§ **TASK MATERIAL**:
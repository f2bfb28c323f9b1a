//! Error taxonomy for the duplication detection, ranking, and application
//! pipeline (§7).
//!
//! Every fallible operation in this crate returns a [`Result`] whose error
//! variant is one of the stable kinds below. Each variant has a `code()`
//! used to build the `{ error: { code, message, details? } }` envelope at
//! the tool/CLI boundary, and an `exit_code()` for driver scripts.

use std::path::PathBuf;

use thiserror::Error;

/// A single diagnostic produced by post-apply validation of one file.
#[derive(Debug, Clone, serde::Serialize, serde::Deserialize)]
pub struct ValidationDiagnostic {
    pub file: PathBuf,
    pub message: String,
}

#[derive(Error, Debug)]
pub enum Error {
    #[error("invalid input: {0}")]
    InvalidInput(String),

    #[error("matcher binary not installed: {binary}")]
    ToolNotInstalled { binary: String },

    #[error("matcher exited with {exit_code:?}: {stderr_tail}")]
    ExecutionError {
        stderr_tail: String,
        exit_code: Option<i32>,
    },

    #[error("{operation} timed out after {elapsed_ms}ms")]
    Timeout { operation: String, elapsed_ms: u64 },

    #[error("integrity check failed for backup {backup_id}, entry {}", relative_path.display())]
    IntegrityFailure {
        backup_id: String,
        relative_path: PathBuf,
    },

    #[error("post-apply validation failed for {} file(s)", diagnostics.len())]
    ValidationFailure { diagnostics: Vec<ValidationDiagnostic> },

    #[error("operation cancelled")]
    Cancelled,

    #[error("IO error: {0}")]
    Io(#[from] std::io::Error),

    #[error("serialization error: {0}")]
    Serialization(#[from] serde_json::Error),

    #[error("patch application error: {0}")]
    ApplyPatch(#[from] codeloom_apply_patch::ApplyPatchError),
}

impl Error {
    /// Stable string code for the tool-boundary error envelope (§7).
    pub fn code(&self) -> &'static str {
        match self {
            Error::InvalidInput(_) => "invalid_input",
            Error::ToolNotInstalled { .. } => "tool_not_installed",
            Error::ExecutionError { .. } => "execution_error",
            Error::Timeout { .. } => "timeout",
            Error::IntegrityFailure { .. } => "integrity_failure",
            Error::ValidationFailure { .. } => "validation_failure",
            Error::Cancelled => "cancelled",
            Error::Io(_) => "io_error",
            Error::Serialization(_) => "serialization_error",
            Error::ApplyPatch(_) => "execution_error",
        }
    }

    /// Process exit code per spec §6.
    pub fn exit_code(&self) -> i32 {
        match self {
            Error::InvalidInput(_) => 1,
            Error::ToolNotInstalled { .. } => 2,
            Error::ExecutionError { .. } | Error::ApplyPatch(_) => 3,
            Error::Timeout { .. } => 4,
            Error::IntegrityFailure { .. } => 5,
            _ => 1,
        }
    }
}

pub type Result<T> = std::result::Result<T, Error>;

§ **WORK TO COMPLETE**: Would you state how many lines of the data above hold the string "Result"? Reply with the number alone.

§ **TASK SOLUTION**: 2